[[ DATA, beginning ]]

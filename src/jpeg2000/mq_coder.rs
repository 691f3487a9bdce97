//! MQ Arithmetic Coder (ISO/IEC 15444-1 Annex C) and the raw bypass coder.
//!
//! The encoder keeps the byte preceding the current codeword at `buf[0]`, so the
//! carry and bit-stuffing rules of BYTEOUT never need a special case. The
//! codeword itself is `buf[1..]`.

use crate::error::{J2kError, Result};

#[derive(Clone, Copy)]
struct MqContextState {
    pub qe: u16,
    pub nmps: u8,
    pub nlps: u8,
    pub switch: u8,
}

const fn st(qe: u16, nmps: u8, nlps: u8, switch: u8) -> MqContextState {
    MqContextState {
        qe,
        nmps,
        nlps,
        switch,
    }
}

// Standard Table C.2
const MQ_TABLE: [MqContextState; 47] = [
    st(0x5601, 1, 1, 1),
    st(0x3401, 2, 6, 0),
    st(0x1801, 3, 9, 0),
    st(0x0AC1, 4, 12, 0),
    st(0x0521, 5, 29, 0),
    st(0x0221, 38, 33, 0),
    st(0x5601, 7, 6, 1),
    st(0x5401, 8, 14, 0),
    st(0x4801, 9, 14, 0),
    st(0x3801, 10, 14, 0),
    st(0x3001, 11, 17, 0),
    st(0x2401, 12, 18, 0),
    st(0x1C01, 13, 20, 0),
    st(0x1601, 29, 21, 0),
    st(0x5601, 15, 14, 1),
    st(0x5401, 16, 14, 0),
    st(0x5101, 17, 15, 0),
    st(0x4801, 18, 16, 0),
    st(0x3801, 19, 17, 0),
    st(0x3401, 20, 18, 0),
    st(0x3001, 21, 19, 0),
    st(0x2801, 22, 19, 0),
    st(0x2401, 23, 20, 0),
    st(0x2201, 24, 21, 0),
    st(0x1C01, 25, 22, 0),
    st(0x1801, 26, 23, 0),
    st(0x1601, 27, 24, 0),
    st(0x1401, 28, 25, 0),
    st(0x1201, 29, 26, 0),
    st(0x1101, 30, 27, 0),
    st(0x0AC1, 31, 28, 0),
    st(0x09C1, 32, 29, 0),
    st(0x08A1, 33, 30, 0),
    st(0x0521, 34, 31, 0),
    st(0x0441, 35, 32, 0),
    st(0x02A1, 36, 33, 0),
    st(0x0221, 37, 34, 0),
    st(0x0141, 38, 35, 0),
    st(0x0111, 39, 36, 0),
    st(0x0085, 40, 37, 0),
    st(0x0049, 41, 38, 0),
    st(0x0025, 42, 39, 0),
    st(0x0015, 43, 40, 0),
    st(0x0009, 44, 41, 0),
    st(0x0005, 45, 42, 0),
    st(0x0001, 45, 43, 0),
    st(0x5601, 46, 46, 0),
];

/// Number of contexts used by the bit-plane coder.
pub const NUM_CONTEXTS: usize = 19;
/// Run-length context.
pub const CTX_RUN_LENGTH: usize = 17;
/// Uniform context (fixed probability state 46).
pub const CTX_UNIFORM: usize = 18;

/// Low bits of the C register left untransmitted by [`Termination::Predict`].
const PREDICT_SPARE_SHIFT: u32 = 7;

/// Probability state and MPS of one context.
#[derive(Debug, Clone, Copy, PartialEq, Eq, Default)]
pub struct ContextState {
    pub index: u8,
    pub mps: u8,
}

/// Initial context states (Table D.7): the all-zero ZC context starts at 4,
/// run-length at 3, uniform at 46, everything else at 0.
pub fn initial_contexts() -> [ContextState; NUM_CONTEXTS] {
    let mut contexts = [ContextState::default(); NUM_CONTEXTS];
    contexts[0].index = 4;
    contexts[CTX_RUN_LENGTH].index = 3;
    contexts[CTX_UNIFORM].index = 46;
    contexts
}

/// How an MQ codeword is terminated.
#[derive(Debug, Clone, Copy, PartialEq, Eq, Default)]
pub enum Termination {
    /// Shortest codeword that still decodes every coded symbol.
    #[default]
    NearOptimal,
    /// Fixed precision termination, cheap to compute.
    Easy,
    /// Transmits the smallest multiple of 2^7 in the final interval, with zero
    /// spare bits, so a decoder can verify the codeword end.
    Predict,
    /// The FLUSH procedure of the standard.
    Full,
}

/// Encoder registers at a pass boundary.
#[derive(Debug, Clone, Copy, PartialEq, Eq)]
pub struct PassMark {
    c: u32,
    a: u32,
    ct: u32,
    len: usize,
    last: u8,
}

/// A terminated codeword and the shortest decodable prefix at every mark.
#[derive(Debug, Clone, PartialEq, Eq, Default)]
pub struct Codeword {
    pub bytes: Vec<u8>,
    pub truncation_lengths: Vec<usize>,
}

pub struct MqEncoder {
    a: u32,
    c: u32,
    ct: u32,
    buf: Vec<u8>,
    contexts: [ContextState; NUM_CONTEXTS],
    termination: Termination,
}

[[ DATA, end ]]
[[ DATA, beginning ]]

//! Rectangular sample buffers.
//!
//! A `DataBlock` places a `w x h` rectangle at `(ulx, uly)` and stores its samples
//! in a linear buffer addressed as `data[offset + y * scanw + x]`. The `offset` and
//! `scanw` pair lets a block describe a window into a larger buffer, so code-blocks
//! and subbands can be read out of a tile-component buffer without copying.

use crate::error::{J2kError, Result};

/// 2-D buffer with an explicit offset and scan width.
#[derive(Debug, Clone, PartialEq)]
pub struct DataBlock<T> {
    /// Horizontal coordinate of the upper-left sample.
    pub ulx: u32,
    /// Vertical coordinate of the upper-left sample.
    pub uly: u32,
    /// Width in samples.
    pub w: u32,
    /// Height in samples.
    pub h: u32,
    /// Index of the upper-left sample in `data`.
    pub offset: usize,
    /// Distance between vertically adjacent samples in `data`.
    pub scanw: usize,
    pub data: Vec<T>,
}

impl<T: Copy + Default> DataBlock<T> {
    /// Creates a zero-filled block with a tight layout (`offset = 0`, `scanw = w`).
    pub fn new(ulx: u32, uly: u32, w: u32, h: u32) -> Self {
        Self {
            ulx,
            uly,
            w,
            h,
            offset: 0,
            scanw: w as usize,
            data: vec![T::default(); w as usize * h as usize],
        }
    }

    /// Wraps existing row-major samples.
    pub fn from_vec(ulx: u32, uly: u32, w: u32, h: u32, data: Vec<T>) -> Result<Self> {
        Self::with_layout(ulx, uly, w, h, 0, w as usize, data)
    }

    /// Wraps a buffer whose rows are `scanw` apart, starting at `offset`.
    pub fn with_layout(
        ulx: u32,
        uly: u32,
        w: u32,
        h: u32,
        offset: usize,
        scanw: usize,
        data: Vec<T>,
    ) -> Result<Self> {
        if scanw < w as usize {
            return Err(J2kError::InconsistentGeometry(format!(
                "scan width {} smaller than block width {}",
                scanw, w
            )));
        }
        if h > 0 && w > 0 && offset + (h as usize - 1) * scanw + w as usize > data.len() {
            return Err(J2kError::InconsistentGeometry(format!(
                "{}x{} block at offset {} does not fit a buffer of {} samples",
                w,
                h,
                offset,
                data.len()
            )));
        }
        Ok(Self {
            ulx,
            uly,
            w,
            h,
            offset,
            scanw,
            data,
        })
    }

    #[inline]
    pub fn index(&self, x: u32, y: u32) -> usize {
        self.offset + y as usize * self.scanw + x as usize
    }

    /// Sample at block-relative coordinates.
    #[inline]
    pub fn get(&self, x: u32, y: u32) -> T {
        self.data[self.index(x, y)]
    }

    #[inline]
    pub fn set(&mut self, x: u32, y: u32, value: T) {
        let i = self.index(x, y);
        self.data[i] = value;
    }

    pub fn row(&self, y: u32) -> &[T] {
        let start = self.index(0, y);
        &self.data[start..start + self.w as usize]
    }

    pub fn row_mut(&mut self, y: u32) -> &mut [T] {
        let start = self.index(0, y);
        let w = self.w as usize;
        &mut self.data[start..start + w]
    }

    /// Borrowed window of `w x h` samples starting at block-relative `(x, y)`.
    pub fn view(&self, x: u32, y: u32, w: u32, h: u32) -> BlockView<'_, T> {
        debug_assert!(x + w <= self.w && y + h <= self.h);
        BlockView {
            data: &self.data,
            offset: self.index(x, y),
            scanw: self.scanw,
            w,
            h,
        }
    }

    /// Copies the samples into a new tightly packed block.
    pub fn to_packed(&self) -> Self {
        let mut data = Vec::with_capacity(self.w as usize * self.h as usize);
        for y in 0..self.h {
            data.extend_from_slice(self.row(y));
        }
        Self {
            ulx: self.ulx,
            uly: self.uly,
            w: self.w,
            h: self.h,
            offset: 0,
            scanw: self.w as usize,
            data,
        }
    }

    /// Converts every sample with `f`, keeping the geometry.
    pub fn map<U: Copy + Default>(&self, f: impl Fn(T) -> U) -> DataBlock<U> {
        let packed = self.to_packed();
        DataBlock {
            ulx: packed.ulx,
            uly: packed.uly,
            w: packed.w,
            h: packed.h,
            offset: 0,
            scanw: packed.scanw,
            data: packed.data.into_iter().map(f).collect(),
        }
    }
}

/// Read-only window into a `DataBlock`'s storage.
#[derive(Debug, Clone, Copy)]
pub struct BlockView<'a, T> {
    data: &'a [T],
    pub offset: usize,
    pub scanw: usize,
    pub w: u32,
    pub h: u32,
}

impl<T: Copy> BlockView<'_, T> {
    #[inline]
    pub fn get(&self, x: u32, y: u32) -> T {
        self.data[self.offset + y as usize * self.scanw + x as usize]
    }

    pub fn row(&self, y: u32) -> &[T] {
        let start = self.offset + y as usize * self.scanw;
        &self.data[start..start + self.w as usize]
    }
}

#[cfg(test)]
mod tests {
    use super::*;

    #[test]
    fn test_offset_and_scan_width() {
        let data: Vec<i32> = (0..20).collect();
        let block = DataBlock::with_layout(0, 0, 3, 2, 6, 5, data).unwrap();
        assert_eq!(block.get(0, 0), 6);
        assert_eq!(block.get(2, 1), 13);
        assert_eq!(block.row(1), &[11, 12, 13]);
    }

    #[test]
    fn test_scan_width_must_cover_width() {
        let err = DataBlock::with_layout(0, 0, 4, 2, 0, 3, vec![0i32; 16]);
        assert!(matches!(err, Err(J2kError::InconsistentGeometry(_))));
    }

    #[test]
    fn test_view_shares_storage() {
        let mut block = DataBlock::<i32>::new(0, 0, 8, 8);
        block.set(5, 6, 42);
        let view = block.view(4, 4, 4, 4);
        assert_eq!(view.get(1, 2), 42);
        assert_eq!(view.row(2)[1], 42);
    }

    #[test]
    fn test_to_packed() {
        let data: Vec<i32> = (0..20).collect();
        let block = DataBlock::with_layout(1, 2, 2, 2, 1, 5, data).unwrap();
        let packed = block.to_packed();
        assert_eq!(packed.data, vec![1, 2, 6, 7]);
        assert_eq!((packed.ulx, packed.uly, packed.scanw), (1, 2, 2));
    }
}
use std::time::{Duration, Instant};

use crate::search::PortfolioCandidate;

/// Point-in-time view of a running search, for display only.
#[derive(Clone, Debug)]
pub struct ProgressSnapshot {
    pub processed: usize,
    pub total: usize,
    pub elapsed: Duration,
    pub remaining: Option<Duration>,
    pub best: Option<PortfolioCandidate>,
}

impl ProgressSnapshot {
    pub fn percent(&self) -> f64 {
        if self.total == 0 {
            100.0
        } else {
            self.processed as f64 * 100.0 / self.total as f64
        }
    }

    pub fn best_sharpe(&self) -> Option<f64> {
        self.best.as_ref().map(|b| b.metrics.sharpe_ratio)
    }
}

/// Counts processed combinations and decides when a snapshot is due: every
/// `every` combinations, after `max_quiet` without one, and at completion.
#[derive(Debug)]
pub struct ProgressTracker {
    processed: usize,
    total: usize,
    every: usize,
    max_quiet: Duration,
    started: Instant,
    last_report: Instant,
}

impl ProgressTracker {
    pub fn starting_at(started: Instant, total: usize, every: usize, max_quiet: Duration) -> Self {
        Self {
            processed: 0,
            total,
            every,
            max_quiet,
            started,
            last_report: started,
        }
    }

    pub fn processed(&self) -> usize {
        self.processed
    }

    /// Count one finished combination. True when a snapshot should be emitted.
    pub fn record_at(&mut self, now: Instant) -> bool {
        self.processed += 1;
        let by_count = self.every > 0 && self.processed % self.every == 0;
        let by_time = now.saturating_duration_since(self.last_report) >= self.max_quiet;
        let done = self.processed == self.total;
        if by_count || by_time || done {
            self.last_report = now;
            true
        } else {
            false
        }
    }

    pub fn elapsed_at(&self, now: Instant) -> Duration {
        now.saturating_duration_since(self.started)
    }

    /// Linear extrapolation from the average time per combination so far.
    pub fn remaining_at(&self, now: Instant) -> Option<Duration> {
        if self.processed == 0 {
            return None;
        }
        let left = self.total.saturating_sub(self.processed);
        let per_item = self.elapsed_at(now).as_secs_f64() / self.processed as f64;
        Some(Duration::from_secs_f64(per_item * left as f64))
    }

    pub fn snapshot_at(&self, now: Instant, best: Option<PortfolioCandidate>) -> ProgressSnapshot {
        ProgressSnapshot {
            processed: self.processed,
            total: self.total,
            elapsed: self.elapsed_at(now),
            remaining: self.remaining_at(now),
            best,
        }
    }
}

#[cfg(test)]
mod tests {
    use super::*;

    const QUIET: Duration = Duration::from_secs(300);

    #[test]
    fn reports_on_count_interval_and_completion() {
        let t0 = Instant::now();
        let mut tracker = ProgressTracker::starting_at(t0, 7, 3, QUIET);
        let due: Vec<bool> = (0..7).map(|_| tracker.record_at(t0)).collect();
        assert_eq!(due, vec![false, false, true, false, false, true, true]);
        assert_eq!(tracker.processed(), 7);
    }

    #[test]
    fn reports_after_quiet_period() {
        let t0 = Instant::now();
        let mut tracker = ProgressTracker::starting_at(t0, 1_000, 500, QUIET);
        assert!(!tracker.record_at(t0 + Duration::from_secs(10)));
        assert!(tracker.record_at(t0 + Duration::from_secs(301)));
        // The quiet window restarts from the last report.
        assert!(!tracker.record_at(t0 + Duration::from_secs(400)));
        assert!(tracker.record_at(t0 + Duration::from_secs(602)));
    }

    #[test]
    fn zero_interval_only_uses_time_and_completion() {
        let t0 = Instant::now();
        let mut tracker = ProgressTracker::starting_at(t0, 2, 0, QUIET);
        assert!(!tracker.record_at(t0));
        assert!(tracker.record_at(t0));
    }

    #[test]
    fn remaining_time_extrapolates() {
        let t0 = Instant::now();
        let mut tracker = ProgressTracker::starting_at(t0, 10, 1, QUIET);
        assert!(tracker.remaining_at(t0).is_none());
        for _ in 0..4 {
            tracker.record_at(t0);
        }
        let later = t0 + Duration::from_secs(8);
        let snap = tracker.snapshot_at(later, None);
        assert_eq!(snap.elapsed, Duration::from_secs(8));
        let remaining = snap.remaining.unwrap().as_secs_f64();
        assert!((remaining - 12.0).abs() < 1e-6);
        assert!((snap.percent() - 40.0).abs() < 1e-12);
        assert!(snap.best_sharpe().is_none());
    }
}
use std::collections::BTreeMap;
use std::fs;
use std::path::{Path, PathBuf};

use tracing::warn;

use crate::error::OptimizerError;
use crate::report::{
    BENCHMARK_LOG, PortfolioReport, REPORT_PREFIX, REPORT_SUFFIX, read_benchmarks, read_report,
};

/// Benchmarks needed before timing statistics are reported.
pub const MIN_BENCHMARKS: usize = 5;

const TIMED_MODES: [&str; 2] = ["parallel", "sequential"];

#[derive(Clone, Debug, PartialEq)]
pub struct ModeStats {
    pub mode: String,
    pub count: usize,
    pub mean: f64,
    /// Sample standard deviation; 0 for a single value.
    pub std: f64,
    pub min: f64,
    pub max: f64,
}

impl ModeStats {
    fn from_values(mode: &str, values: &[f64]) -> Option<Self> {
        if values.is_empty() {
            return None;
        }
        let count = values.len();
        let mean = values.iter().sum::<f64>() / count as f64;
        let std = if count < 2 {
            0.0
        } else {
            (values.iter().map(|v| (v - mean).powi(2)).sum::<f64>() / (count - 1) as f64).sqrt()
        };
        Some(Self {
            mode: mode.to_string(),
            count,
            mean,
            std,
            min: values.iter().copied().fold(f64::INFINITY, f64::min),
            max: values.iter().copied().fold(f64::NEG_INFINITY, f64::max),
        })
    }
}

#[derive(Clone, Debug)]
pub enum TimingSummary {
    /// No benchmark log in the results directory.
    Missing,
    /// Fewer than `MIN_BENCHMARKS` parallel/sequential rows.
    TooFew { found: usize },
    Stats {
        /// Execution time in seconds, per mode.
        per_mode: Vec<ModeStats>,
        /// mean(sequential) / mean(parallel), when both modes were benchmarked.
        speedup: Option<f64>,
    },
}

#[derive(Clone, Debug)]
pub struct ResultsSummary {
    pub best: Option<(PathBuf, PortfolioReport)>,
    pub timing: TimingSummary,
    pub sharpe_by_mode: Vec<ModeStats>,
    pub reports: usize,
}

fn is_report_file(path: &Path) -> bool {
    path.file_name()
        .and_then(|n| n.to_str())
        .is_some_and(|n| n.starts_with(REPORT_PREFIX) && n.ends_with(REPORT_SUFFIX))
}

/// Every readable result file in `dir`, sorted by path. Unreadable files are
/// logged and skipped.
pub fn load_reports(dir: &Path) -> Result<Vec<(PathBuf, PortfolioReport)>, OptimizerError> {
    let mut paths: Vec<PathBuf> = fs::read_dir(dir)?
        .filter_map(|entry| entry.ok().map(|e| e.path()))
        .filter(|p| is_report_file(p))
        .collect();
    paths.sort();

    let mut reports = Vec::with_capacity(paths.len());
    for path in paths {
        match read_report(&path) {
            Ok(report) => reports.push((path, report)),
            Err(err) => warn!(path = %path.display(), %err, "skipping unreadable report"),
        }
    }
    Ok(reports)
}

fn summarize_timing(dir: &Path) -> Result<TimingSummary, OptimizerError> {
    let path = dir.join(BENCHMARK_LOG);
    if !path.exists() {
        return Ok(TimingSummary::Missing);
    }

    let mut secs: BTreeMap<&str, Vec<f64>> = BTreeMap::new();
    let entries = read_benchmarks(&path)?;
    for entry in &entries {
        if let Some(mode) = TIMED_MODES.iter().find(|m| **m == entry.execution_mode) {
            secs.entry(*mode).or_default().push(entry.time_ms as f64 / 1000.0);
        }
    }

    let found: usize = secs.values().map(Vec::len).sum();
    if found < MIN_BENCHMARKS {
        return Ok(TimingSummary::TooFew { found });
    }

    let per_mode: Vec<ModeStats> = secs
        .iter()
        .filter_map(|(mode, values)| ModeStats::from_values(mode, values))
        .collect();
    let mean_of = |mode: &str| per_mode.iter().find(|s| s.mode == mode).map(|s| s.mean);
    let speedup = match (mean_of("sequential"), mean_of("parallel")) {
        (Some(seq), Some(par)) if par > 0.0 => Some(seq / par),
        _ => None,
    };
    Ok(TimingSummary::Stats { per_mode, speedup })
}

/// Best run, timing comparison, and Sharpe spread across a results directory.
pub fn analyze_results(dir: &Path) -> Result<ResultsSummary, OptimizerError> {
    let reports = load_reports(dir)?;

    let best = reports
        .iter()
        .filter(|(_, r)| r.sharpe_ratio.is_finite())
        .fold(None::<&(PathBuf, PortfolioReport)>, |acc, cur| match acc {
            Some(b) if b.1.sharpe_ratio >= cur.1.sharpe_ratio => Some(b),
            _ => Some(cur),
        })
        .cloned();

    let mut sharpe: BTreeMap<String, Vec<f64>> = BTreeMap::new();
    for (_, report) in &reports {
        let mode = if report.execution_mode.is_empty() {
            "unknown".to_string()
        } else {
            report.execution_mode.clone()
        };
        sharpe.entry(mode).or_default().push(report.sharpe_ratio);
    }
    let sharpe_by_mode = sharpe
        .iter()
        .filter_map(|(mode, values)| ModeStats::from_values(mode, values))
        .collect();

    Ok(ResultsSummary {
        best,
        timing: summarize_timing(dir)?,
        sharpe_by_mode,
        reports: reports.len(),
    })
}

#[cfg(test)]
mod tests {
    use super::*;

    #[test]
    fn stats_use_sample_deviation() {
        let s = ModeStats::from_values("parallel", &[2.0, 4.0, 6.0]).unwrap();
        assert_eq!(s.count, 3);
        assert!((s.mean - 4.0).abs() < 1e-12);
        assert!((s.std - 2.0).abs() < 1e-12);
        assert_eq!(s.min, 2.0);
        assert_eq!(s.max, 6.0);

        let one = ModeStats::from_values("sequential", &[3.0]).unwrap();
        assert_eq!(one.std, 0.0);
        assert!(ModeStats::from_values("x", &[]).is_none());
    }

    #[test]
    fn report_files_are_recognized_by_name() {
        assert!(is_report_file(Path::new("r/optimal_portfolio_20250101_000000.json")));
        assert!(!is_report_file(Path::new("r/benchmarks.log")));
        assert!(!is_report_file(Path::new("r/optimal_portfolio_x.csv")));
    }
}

[[ DATA, end ]]

- [TASK OBJECTIVE] Only lines containing the string "push" are needed. Pull each of them out of the records above.

- [RESULT BELOW]
            Ok(report) => reports.push((path, report)),
            secs.entry(*mode).or_default().push(entry.time_ms as f64 / 1000.0);
        sharpe.entry(mode).or_default().push(report.sharpe_ratio);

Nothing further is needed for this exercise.